Thank you, Director Kucic, for the opportunity to be with you this afternoon. My remarks today are my own and do not reflect the views of the Public Company Accounting Oversight Board ("PCAOB").
At the outset, I would like to say a few words about our moderator, Lynn Turner. I met Lynn when he was Chief Accountant at the SEC and I was Staff Director and Chief Counsel for the Senate Banking Committee, serving under Chairman Paul Sarbanes. Working with former SEC Chairman Arthur Levitt, Lynn was instrumental in helping to craft the Sarbanes-Oxley Act of 2002 and the framework for the PCAOB. Since then, he has been an important member of the PCAOB's Standing Advisory Group and Investor Advisory Group.
I think it is fair to say that there is no stronger individual advocate of investor protection in the United States today than Lynn Turner. While we do not always agree on issues — and I expect that we will get into some of them during the question and answer session — I respect his intelligence, integrity and passion.

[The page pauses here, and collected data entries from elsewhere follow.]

//! # Ports Layer
//!
//! Trait definitions for the hexagonal architecture.
//! - **Inbound (Driving)**: the registration API the HTTP layer calls
//! - **Outbound (Driven)**: time source and account creation

pub mod inbound;
pub mod outbound;
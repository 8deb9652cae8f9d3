//! # Registration Flow
//!
//! Client fetches a nonce, signs `nonce\0user\0password\0admin` and the gateway
//! creates the account. Covers the happy path, the optional fields and the
//! disabled and wrong-secret rejections.

#[cfg(test)]
mod tests {
    use bootstrap_admin::{ClientError, RegisterOptions};
    use bootstrap_gateway::GatewayConfig;
    use reqwest::StatusCode;

    use crate::integration::fixture::TestGateway;

    #[tokio::test]
    async fn test_admin_registration_succeeds() {
        let gateway = TestGateway::start().await;
        let client = gateway.client();

        let account = client
            .register("alice", "S3cret!", Some("Alice"), true)
            .await
            .unwrap();

        assert_eq!(account.user_id, "@alice:localhost");
        assert_eq!(account.device_id.len(), 10);
        assert_eq!(account.access_token.len(), 64);
        assert!(account.refresh_token.is_some());
        assert_eq!(account.home_server.as_deref(), Some("localhost"));
        assert_eq!(account.expires_in, 3600);

        let metrics = gateway.metrics().await;
        assert_eq!(metrics["registration"]["authorized"], 1);
        assert_eq!(metrics["registration"]["accounts_created"], 1);

        gateway.stop().await;
    }

    #[tokio::test]
    async fn test_regular_user_with_user_type() {
        let gateway = TestGateway::start().await;
        let client = gateway.client();

        let mut options = RegisterOptions::new("bot1", "pw");
        options.admin = false;
        options.user_type = Some("bot".into());
        let account = client.register_with(&options).await.unwrap();
        assert_eq!(account.user_id, "@bot1:localhost");

        gateway.stop().await;
    }

    #[tokio::test]
    async fn test_wrong_secret_is_denied() {
        let gateway = TestGateway::start().await;
        let client = gateway.client_with_secret("not_the_secret");

        match client.register("mallory", "pw", None, true).await {
            Err(ClientError::Rejected {
                status,
                errcode,
                message,
            }) => {
                assert_eq!(status, StatusCode::FORBIDDEN);
                assert_eq!(errcode, "M_FORBIDDEN");
                assert_eq!(message, "Registration denied");
            }
            other => panic!("expected denial, got {other:?}"),
        }

        // A fresh attempt with the right secret still works
        gateway
            .client()
            .register("mallory", "pw", None, true)
            .await
            .unwrap();

        gateway.stop().await;
    }

    #[tokio::test]
    async fn test_username_taken() {
        let gateway = TestGateway::start().await;
        let client = gateway.client();

        client.register("alice", "pw", None, true).await.unwrap();
        match client.register("alice", "pw", None, true).await {
            Err(ClientError::Rejected { errcode, .. }) => assert_eq!(errcode, "M_USER_IN_USE"),
            other => panic!("expected M_USER_IN_USE, got {other:?}"),
        }

        gateway.stop().await;
    }

    #[tokio::test]
    async fn test_disabled_gateway_refuses_nonces() {
        let gateway = TestGateway::start_with(GatewayConfig::default()).await;

        let response = reqwest::get(format!(
            "{}{}",
            gateway.url(),
            bootstrap_core::wire::NONCE_PATH
        ))
        .await
        .unwrap();
        assert_eq!(response.status(), StatusCode::FORBIDDEN);
        let body: serde_json::Value = response.json().await.unwrap();
        assert_eq!(body["errcode"], "M_FORBIDDEN");

        assert!(matches!(
            gateway.client().fetch_nonce().await,
            Err(ClientError::NonceUnavailable(_))
        ));

        gateway.stop().await;
    }

    #[tokio::test]
    async fn test_health_endpoint() {
        let gateway = TestGateway::start().await;

        let response = reqwest::get(format!("{}/health", gateway.url())).await.unwrap();
        assert_eq!(response.status(), StatusCode::OK);

        gateway.stop().await;
    }
}
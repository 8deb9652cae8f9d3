//! HTTP client for the bootstrap registration endpoints.

use std::time::Duration;

use bootstrap_core::wire::{
    ErrorResponse, NonceResponse, RegisterRequest, RegisterResponse, NONCE_PATH, REGISTER_PATH,
};
use bootstrap_core::{AccountInfo, ConfigurationError, MacCodec, RegistrationFields, SharedSecret};
use reqwest::{Client, StatusCode};
use thiserror::Error;
use tracing::debug;

pub const DEFAULT_SERVER_URL: &str = "http://localhost:8008";

/// Errors that can occur when talking to the bootstrap endpoints.
#[derive(Debug, Error)]
pub enum ClientError {
    #[error("nonce unavailable: {0}")]
    NonceUnavailable(String),
    #[error("registration rejected ({status}): {errcode}: {message}")]
    Rejected {
        status: StatusCode,
        errcode: String,
        message: String,
    },
    #[error("HTTP request failed: {0}")]
    Transport(#[from] reqwest::Error),
    #[error(transparent)]
    Configuration(#[from] ConfigurationError),
}

/// Everything a registration can carry besides the nonce and MAC.
#[derive(Clone)]
pub struct RegisterOptions {
    pub username: String,
    pub password: String,
    pub display_name: Option<String>,
    pub admin: bool,
    pub user_type: Option<String>,
}

impl RegisterOptions {
    pub fn new(username: impl Into<String>, password: impl Into<String>) -> Self {
        Self {
            username: username.into(),
            password: password.into(),
            display_name: None,
            admin: true,
            user_type: None,
        }
    }
}

impl std::fmt::Debug for RegisterOptions {
    fn fmt(&self, f: &mut std::fmt::Formatter<'_>) -> std::fmt::Result {
        f.debug_struct("RegisterOptions")
            .field("username", &self.username)
            .field("display_name", &self.display_name)
            .field("admin", &self.admin)
            .field("user_type", &self.user_type)
            .finish_non_exhaustive()
    }
}

/// Prover half of the protocol.
pub struct RegistrationClient {
    http: Client,
    base_url: String,
    codec: MacCodec,
}

impl RegistrationClient {
    pub fn new(base_url: impl Into<String>, secret: SharedSecret) -> Result<Self, ClientError> {
        let http = Client::builder()
            .timeout(Duration::from_secs(10))
            .connect_timeout(Duration::from_secs(2))
            .build()?;

        Ok(Self {
            http,
            base_url: base_url.into().trim_end_matches('/').to_string(),
            codec: MacCodec::new(secret),
        })
    }

    pub fn base_url(&self) -> &str {
        &self.base_url
    }

    /// Ask the server for a fresh nonce.
    ///
    /// Every failure on this leg, network errors included, is `NonceUnavailable`.
    pub async fn fetch_nonce(&self) -> Result<String, ClientError> {
        let unavailable = |e: reqwest::Error| ClientError::NonceUnavailable(e.to_string());

        let response = self
            .http
            .get(format!("{}{}", self.base_url, NONCE_PATH))
            .send()
            .await
            .map_err(unavailable)?;

        let status = response.status();
        if !status.is_success() {
            let body = response.text().await.unwrap_or_default();
            return Err(ClientError::NonceUnavailable(format!("{status}: {body}")));
        }

        let NonceResponse { nonce } = response.json().await.map_err(unavailable)?;
        if nonce.is_empty() {
            return Err(ClientError::NonceUnavailable("empty nonce".into()));
        }
        Ok(nonce)
    }

    /// Sign `fields` and post them together with the optional display name.
    pub async fn submit(
        &self,
        fields: RegistrationFields,
        display_name: Option<String>,
    ) -> Result<AccountInfo, ClientError> {
        let mac = self.codec.sign_fields(&fields);
        let body = RegisterRequest {
            nonce: fields.nonce,
            username: fields.username,
            password: fields.password,
            admin: fields.admin,
            user_type: fields.user_type,
            displayname: display_name,
            mac,
        };

        let response = self
            .http
            .post(format!("{}{}", self.base_url, REGISTER_PATH))
            .json(&body)
            .send()
            .await?;

        let status = response.status();
        if status.is_success() {
            let account: RegisterResponse = response.json().await?;
            return Ok(account);
        }

        let text = response.text().await.unwrap_or_default();
        let (errcode, message) = match serde_json::from_str::<ErrorResponse>(&text) {
            Ok(err) => (err.errcode, err.error),
            Err(_) => ("M_UNKNOWN".to_string(), text),
        };
        Err(ClientError::Rejected {
            status,
            errcode,
            message,
        })
    }

    pub async fn register(
        &self,
        username: &str,
        password: &str,
        display_name: Option<&str>,
        admin: bool,
    ) -> Result<AccountInfo, ClientError> {
        let mut options = RegisterOptions::new(username, password);
        options.display_name = display_name.map(str::to_string);
        options.admin = admin;
        self.register_with(&options).await
    }

    /// Fetch a nonce, sign and submit. Never reuses a nonce.
    pub async fn register_with(&self, options: &RegisterOptions) -> Result<AccountInfo, ClientError> {
        let nonce = self.fetch_nonce().await?;
        debug!(username = %options.username, admin = options.admin, "Submitting registration");

        let mut fields = RegistrationFields::new(
            nonce,
            options.username.clone(),
            options.password.clone(),
            options.admin,
        );
        if let Some(user_type) = &options.user_type {
            fields = fields.with_user_type(user_type.clone());
        }
        self.submit(fields, options.display_name.clone()).await
    }
}

#[cfg(test)]
mod tests {
    use super::*;
    use axum::{
        http::StatusCode as AxumStatus,
        routing::{get, post},
        Json, Router,
    };
    use std::sync::{Arc, Mutex};

    const NONCE: &str = "abc";

    async fn spawn(router: Router) -> String {
        let listener = tokio::net::TcpListener::bind("127.0.0.1:0").await.unwrap();
        let addr = listener.local_addr().unwrap();
        tokio::spawn(async move {
            axum::serve(listener, router).await.unwrap();
        });
        format!("http://{addr}")
    }

    fn secret() -> SharedSecret {
        SharedSecret::new("test_shared_secret").unwrap()
    }

    fn account() -> serde_json::Value {
        serde_json::json!({
            "user_id": "@alice:localhost",
            "device_id": "ABCDEFGHIJ",
            "access_token": "tok",
            "expires_in": 3600
        })
    }

    #[tokio::test]
    async fn test_register_signs_canonical_message() {
        let seen: Arc<Mutex<Option<serde_json::Value>>> = Arc::default();
        let captured = Arc::clone(&seen);
        let router = Router::new()
            .route(
                NONCE_PATH,
                get(|| async { Json(serde_json::json!({ "nonce": NONCE })) }),
            )
            .route(
                REGISTER_PATH,
                post(move |Json(body): Json<serde_json::Value>| {
                    let captured = Arc::clone(&captured);
                    async move {
                        *captured.lock().unwrap() = Some(body);
                        Json(account())
                    }
                }),
            );
        let url = spawn(router).await;

        let client = RegistrationClient::new(url, secret()).unwrap();
        let info = client
            .register("alice", "S3cret!", Some("Alice"), true)
            .await
            .unwrap();
        assert_eq!(info.user_id, "@alice:localhost");

        let body = seen.lock().unwrap().clone().unwrap();
        assert_eq!(body["nonce"], NONCE);
        assert_eq!(body["admin"], true);
        assert_eq!(body["displayname"], "Alice");
        assert_eq!(
            body["mac"],
            "a2a1e9935858fd8a8d811d98e5f6fee903a31ef262230a5373a2e4d6dc1e1927"
        );
    }

    #[tokio::test]
    async fn test_user_type_is_signed() {
        let seen: Arc<Mutex<Option<serde_json::Value>>> = Arc::default();
        let captured = Arc::clone(&seen);
        let router = Router::new()
            .route(
                NONCE_PATH,
                get(|| async { Json(serde_json::json!({ "nonce": NONCE })) }),
            )
            .route(
                REGISTER_PATH,
                post(move |Json(body): Json<serde_json::Value>| {
                    let captured = Arc::clone(&captured);
                    async move {
                        *captured.lock().unwrap() = Some(body);
                        Json(account())
                    }
                }),
            );
        let url = spawn(router).await;

        let client = RegistrationClient::new(url, secret()).unwrap();
        let mut options = RegisterOptions::new("alice", "S3cret!");
        options.admin = false;
        options.user_type = Some("bot".into());
        client.register_with(&options).await.unwrap();

        let body = seen.lock().unwrap().clone().unwrap();
        assert_eq!(body["user_type"], "bot");
        assert_eq!(
            body["mac"],
            "97981070bf83f0e69e53b70bd054304bc5688610afb4ee460124bbffe2be3b00"
        );
    }

    #[tokio::test]
    async fn test_denial_maps_to_rejected() {
        let router = Router::new()
            .route(
                NONCE_PATH,
                get(|| async { Json(serde_json::json!({ "nonce": NONCE })) }),
            )
            .route(
                REGISTER_PATH,
                post(|| async {
                    (
                        AxumStatus::FORBIDDEN,
                        Json(serde_json::json!({
                            "errcode": "M_FORBIDDEN",
                            "error": "Registration denied"
                        })),
                    )
                }),
            );
        let url = spawn(router).await;

        let client = RegistrationClient::new(url, secret()).unwrap();
        match client.register("alice", "pw", None, true).await {
            Err(ClientError::Rejected {
                status, errcode, ..
            }) => {
                assert_eq!(status, StatusCode::FORBIDDEN);
                assert_eq!(errcode, "M_FORBIDDEN");
            }
            other => panic!("expected rejection, got {other:?}"),
        }
    }

    #[tokio::test]
    async fn test_nonce_endpoint_failure() {
        let router = Router::new().route(
            NONCE_PATH,
            get(|| async { (AxumStatus::FORBIDDEN, "disabled") }),
        );
        let url = spawn(router).await;

        let client = RegistrationClient::new(url, secret()).unwrap();
        assert!(matches!(
            client.fetch_nonce().await,
            Err(ClientError::NonceUnavailable(_))
        ));
    }

    #[tokio::test]
    async fn test_unreachable_issuer_is_nonce_unavailable() {
        let listener = std::net::TcpListener::bind("127.0.0.1:0").unwrap();
        let addr = listener.local_addr().unwrap();
        drop(listener);

        let client = RegistrationClient::new(format!("http://{addr}"), secret()).unwrap();
        assert!(matches!(
            client.fetch_nonce().await,
            Err(ClientError::NonceUnavailable(_))
        ));
        assert!(matches!(
            client.register("alice", "pw", None, true).await,
            Err(ClientError::NonceUnavailable(_))
        ));
    }

    #[tokio::test]
    async fn test_undecodable_nonce_body_is_nonce_unavailable() {
        let router = Router::new().route(NONCE_PATH, get(|| async { "not json" }));
        let url = spawn(router).await;

        let client = RegistrationClient::new(url, secret()).unwrap();
        assert!(matches!(
            client.fetch_nonce().await,
            Err(ClientError::NonceUnavailable(_))
        ));
    }

    #[tokio::test]
    async fn test_unreachable_server_on_submit_is_transport_error() {
        let listener = std::net::TcpListener::bind("127.0.0.1:0").unwrap();
        let addr = listener.local_addr().unwrap();
        drop(listener);

        let client = RegistrationClient::new(format!("http://{addr}"), secret()).unwrap();
        let fields = RegistrationFields::new(NONCE, "alice", "pw", true);
        assert!(matches!(
            client.submit(fields, None).await,
            Err(ClientError::Transport(_))
        ));
    }

    #[test]
    fn test_trailing_slash_trimmed() {
        let client = RegistrationClient::new("http://example.org/", secret()).unwrap();
        assert_eq!(client.base_url(), "http://example.org");
    }
}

He follows in the tradition of another legendary SEC Chief Accountant, John or "Sandy" Burton. Sandy died earlier this year in May. A former Dean of Columbia Business School, Sandy was a fervent advocate of transparency in financial reporting and for a greater role of accountants in public life. Sandy was a prolific author and among other things, he wrote that "the concept of audit must be expanded" and that "We must … get across the idea that accountants are not primarily record keepers and checkers, but measurers of economic and social phenomena whose measurements can significantly influence the allocation decisions of our society."
So, one of the reasons I am pleased to be here is in order to encourage you, at some point in your careers, to use your considerable skills, as Lynn and Sandy have, in the policy making arena. Washington desperately needs people with financial and accounting backgrounds and training to help sort out the numerous problems our country faces in the areas of responsible government spending and in the oversight of our markets and economy. I believe that having trained accountants involved throughout all levels of the public policy decision-making process is needed more than ever today and would result in more informed and unbiased governmental policies and programs.
Congress clearly recognized the importance of accounting and auditing both to private businesses and to the integrity of this country's securities markets when it established the Public Company Accounting Oversight Board and gave the Board the mandate "to protect the interests of investors and further the public interest in the preparation of informative, accurate and independent audit reports."
The PCAOB is required to:
Therefore, the PCAOB registers the auditors, sets the rules for the auditors, "audits" and reports on the auditors, and, when necessary, disciplines the auditors. As of August 2010, 2,433 auditing firms were registered with the PCAOB, of which 924 are foreign firms. We have a staff of 629 employees and a fiscal year 2010 budget of $183 million. Since 2003 the Board has conducted more than 1,300 inspections, and we currently have an aggressive standard setting schedule and a busy enforcement caseload.
I was appointed to the PCAOB in June 2008 and am its newest member. I believe the Board, since its inception in 2002, has done an outstanding job of building a highly credible organization, which is respected by both investors and the auditing profession alike. But, the PCAOB currently is an agency in transition. Shortly, the Securities and Exchange Commission is expected to appoint three new Board members out of a total of five. This gives the Commission a tremendous opportunity to influence future Board policy and for new Board members to focus on important and evolving policy issues.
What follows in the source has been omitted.